**Your objective**. Return a copy of each line in the listing that includes the word "high".

**Provided records**.
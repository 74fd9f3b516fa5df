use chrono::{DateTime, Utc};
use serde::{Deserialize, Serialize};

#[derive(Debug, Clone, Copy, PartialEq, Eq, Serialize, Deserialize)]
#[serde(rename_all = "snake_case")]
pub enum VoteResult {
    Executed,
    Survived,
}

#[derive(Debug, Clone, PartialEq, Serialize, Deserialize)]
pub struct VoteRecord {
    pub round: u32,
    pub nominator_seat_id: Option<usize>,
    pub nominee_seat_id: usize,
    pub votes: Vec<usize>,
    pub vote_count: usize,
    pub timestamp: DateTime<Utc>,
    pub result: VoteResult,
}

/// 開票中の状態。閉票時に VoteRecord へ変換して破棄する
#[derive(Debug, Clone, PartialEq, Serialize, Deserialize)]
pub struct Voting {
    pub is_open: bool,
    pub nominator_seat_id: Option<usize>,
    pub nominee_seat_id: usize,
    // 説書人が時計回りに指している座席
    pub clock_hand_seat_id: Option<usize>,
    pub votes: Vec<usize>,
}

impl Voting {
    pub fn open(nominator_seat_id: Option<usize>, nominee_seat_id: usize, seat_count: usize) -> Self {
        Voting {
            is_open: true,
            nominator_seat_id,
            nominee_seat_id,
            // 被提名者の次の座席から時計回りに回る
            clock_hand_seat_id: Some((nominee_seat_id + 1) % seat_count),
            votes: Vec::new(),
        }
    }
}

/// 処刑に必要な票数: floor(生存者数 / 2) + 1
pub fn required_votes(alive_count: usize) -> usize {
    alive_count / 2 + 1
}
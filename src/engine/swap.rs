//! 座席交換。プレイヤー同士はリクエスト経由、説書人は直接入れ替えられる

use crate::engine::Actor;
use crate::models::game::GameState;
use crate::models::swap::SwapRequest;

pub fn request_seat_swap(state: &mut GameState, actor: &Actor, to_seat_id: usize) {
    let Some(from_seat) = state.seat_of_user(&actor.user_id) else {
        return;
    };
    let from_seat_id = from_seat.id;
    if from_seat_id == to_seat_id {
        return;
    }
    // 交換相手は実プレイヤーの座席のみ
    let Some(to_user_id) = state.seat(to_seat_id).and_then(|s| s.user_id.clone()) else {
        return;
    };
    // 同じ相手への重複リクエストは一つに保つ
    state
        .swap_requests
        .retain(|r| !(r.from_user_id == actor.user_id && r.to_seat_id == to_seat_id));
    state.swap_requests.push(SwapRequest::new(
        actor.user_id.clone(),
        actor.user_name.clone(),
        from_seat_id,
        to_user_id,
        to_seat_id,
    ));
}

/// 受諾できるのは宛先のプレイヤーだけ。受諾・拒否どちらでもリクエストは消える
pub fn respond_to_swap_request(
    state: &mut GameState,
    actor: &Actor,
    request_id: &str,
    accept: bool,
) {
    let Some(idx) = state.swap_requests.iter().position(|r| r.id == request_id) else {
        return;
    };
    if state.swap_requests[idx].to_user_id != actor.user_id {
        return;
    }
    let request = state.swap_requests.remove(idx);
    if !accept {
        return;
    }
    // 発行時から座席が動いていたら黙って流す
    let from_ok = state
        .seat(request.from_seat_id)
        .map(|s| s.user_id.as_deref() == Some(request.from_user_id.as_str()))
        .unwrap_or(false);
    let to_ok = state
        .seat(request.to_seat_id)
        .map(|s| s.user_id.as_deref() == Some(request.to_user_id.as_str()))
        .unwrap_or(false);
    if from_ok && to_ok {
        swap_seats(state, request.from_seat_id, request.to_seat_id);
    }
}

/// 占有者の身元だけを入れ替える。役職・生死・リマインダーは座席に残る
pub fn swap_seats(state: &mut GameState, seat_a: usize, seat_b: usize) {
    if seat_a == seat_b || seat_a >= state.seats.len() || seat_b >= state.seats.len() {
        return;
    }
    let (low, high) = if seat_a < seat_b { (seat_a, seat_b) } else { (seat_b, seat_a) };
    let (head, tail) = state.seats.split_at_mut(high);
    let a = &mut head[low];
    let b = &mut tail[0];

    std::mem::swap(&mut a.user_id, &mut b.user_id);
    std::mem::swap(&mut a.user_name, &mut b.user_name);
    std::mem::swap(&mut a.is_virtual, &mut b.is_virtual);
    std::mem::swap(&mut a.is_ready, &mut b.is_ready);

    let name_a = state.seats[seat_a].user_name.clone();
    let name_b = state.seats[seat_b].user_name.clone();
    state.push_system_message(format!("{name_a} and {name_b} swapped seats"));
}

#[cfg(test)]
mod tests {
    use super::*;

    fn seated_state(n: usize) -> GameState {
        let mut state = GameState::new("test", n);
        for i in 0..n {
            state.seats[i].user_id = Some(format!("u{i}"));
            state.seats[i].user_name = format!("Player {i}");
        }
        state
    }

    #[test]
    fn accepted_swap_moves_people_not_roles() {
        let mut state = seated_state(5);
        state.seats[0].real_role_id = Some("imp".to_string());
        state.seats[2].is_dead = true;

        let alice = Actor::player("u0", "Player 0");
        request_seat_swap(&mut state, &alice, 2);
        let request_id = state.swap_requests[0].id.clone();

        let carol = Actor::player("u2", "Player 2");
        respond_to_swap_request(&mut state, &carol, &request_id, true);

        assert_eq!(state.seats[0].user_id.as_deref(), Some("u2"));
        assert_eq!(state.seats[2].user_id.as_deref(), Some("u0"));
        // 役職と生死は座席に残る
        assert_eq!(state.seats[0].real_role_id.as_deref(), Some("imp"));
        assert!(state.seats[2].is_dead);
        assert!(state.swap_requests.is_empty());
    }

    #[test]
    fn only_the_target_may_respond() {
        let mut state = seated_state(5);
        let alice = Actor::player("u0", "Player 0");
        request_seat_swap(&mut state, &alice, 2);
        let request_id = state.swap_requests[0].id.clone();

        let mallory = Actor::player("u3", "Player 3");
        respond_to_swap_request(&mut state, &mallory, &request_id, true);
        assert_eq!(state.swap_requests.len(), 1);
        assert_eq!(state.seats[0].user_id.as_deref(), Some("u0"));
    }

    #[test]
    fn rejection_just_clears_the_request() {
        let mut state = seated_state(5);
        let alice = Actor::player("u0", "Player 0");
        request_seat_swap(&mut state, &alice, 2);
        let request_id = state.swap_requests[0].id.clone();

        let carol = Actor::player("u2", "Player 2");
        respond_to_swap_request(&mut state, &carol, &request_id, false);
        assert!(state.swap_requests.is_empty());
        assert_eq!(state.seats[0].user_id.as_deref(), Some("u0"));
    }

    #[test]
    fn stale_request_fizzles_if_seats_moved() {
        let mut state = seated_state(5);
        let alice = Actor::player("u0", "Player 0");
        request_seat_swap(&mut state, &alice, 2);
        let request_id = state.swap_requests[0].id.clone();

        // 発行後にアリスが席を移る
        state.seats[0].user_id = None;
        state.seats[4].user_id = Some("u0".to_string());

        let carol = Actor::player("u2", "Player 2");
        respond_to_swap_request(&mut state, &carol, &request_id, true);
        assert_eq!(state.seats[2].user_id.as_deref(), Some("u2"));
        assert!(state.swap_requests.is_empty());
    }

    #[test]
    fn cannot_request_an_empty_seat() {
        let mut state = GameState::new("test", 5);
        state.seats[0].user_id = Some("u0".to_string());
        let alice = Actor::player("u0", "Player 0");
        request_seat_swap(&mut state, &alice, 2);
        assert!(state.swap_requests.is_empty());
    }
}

**The answer**.
    let (low, high) = if seat_a < seat_b { (seat_a, seat_b) } else { (seat_b, seat_a) };
    let (head, tail) = state.seats.split_at_mut(high);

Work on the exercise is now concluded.